In DR Congo, atrocities by the armed groups led to displacement of 850,000 children from their homes in 2017; over 200 health centres and 400 schools were attacked by armed groups. In South Sudan, afflicted by internecine fighting, 19,000 children have been forcibly recruited into armed groups or the armed forces. The situation is also pathetic in Yemen, where 5,000 children have been killed and 10 million others affected overall by war.
In eastern Ukraine, 220,000 children are living under the constant threat from landmines and other devices. Children are being deliberately targeted in Afghanistan; the volatile country recorded 700 children deaths in 2017. In Myanmar, Rohingya children are being hounded into exile. “In Somalia, 1,740 cases of child recruitment were reported in the first 10 months of 2017,” the report said.

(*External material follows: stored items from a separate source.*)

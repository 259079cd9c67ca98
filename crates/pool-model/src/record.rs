//! Submission records
//!
//! A [`Record`] is built once by the submitting client and never changed
//! afterwards. Wire names follow the existing `eggs.json` layout so documents
//! written by older clients keep decoding, and any field this version does not
//! know about is carried through untouched in [`Record::extra`].

use crate::entity::EntityMatch;
use chrono::{DateTime, Utc};
use serde::{Deserialize, Deserializer, Serialize};
use serde_json::{Map, Number, Value};
use ulid::Ulid;

/// Unique record identifier
///
/// New ids are ULIDs, so they sort by creation time. Ids written by other
/// clients are accepted as arbitrary strings or as millisecond numbers.
#[derive(Debug, Clone, PartialEq, Eq, PartialOrd, Ord, Hash, Serialize)]
#[serde(transparent)]
pub struct RecordId(String);

impl<'de> Deserialize<'de> for RecordId {
    fn deserialize<D: Deserializer<'de>>(deserializer: D) -> Result<Self, D::Error> {
        #[derive(Deserialize)]
        #[serde(untagged)]
        enum Raw {
            Text(String),
            Number(Number),
        }

        Ok(match Raw::deserialize(deserializer)? {
            Raw::Text(id) => Self(id),
            Raw::Number(id) => Self(id.to_string()),
        })
    }
}

impl RecordId {
    /// Generate a fresh, timestamp-prefixed id
    #[inline]
    #[must_use]
    pub fn generate() -> Self {
        Self(Ulid::new().to_string())
    }

    /// Borrow as string
    #[inline]
    #[must_use]
    pub fn as_str(&self) -> &str {
        &self.0
    }
}

impl From<&str> for RecordId {
    fn from(value: &str) -> Self {
        Self(value.to_string())
    }
}

impl std::fmt::Display for RecordId {
    fn fmt(&self, f: &mut std::fmt::Formatter<'_>) -> std::fmt::Result {
        f.write_str(&self.0)
    }
}

/// One submitted egg
#[derive(Debug, Clone, PartialEq, Serialize, Deserialize)]
#[serde(rename_all = "camelCase")]
pub struct Record {
    /// Unique id
    pub id: RecordId,
    /// Trainer who submitted the egg
    pub submitter: String,
    /// Canonical entity name
    #[serde(rename = "pokemon")]
    pub entity_name: String,
    /// Entity id
    #[serde(rename = "pokemonId")]
    pub entity_id: u32,
    /// Entity image URL
    #[serde(rename = "spriteUrl")]
    pub image_ref: String,
    /// Optional nickname (empty when unset)
    #[serde(default, deserialize_with = "null_as_default")]
    pub nickname: String,
    /// Optional ability
    #[serde(default, deserialize_with = "null_as_default")]
    pub ability: String,
    /// Optional held item
    #[serde(default, deserialize_with = "null_as_default")]
    pub item: String,
    /// Up to four moves
    #[serde(default, deserialize_with = "null_as_default")]
    pub moves: Vec<String>,
    /// Optional free-text message
    #[serde(default, deserialize_with = "null_as_default")]
    pub message: String,
    /// Submission time
    pub submitted_at: DateTime<Utc>,
    /// Fields written by other clients that this version does not model
    #[serde(flatten)]
    pub extra: Map<String, Value>,
}

/// Optional fields written as `null` read as their empty value
fn null_as_default<'de, D, T>(deserializer: D) -> Result<T, D::Error>
where
    D: Deserializer<'de>,
    T: Default + Deserialize<'de>,
{
    Ok(Option::<T>::deserialize(deserializer)?.unwrap_or_default())
}

impl Record {
    /// Start building a record for a confirmed entity
    #[inline]
    #[must_use]
    pub fn builder(submitter: impl Into<String>, entity: &EntityMatch) -> RecordBuilder {
        RecordBuilder::new(submitter, entity)
    }

    /// Moves that are not blank
    pub fn moves(&self) -> impl Iterator<Item = &str> {
        self.moves.iter().map(String::as_str).filter(|m| !m.is_empty())
    }
}

/// Builder for [`Record`]
#[derive(Debug, Clone)]
pub struct RecordBuilder {
    record: Record,
}

impl RecordBuilder {
    fn new(submitter: impl Into<String>, entity: &EntityMatch) -> Self {
        Self {
            record: Record {
                id: RecordId::generate(),
                submitter: submitter.into(),
                entity_name: entity.name.clone(),
                entity_id: entity.id,
                image_ref: entity.image_ref.clone(),
                nickname: String::new(),
                ability: String::new(),
                item: String::new(),
                moves: Vec::new(),
                message: String::new(),
                submitted_at: Utc::now(),
                extra: Map::new(),
            },
        }
    }

    /// Override the generated id
    #[must_use]
    pub fn id(mut self, id: RecordId) -> Self {
        self.record.id = id;
        self
    }

    /// Set nickname
    #[must_use]
    pub fn nickname(mut self, nickname: impl Into<String>) -> Self {
        self.record.nickname = nickname.into();
        self
    }

    /// Set ability
    #[must_use]
    pub fn ability(mut self, ability: impl Into<String>) -> Self {
        self.record.ability = ability.into();
        self
    }

    /// Set held item
    #[must_use]
    pub fn item(mut self, item: impl Into<String>) -> Self {
        self.record.item = item.into();
        self
    }

    /// Set moves
    #[must_use]
    pub fn moves<I, S>(mut self, moves: I) -> Self
    where
        I: IntoIterator<Item = S>,
        S: Into<String>,
    {
        self.record.moves = moves.into_iter().map(Into::into).collect();
        self
    }

    /// Set message
    #[must_use]
    pub fn message(mut self, message: impl Into<String>) -> Self {
        self.record.message = message.into();
        self
    }

    /// Override the submission time
    #[must_use]
    pub fn submitted_at(mut self, at: DateTime<Utc>) -> Self {
        self.record.submitted_at = at;
        self
    }

    /// Finish
    #[inline]
    #[must_use]
    pub fn build(self) -> Record {
        self.record
    }
}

The escalation is alarming. Following Syria’s seven-year-old civil war, nearly 500,000 children now live in camps with little food and shortage of medicines. In all, 25 million children aged between six and 15 are out of school in conflict zones globally. This indicates that the world is perhaps not so bothered about a multi-pronged action to curb assaults on them.
Sadly, this attitude is not new. In its 2016 report on the state of children, UNICEF had warned that half a billion of them lived in countries undergoing conflict or other disasters. Frighteningly, about 393 million of the children were in sub-Saharan Africa, where bad governance and corruption are fuelling extreme poverty and war.
Though aid organisations like Save the Children, Red Cross and the United Nations agencies invest heavily in humanitarian programmes to support the victims of war, they are incapacitated by the fact that they are not state actors. They do not have the legal backing or authority to stop kidnappers, insurgents or wars; they can only care for victims.
However, the world leaders are not that helpless. Violence against children is feeding largely on a culture of impunity by the perpetrators because the world is not calling them to account. In Nigeria, for instance, no Boko Haram insurgent has been brought to book for the kidnap of 276 Chibok schoolgirls in Borno State in April 2014. To secure the release of some of the girls, ransom was even paid. It is a delicate subject, but crime thrives when offenders are not punished. When armed groups and militants bomb schools and kidnap children, they commit crime and ought to face the full wrath of the law.
Therefore, those implicated in these heinous acts should be made to face prosecution even at the end of conflicts. Their trials could be conducted in the international arena, just as Charles Taylor and Slobodan Milosevic were made to undergo trial at The Hague. Taylor, a former Liberian president, was convicted by a special court convened by the UN for aiding the war in Sierra Leone, while Milosevic, a former Serbian president, was tried at the International Criminal Court for crimes against humanity following the war that dismembered Yugoslavia.
Without wars, criminals have no loophole to exploit and abuse children or turn them to sex objects or child soldiers. Currently, there are several needless conflicts in different parts of the world. These criminals thrive in such climes. Therefore, political gladiators should stop pursuing self-interests that trigger conflicts.
The UN, in collaboration with NGOs and governments, should create awareness about the rules of engagement during wars. Many non-state actors commit atrocities with the claim that they are ignorant of the rules. This is why it is imperative to sensitise them about the local and international laws, including the Rome Statute of the ICC. The statute makes it a war crime to conscript or enlist children under the age of 15 years or force them to participate actively in hostilities.
The Nigerian government should build a framework for the seamless reintegration of the children affected by war into the society. The bedrock of this is education, which should be readily provided at the primary and secondary levels.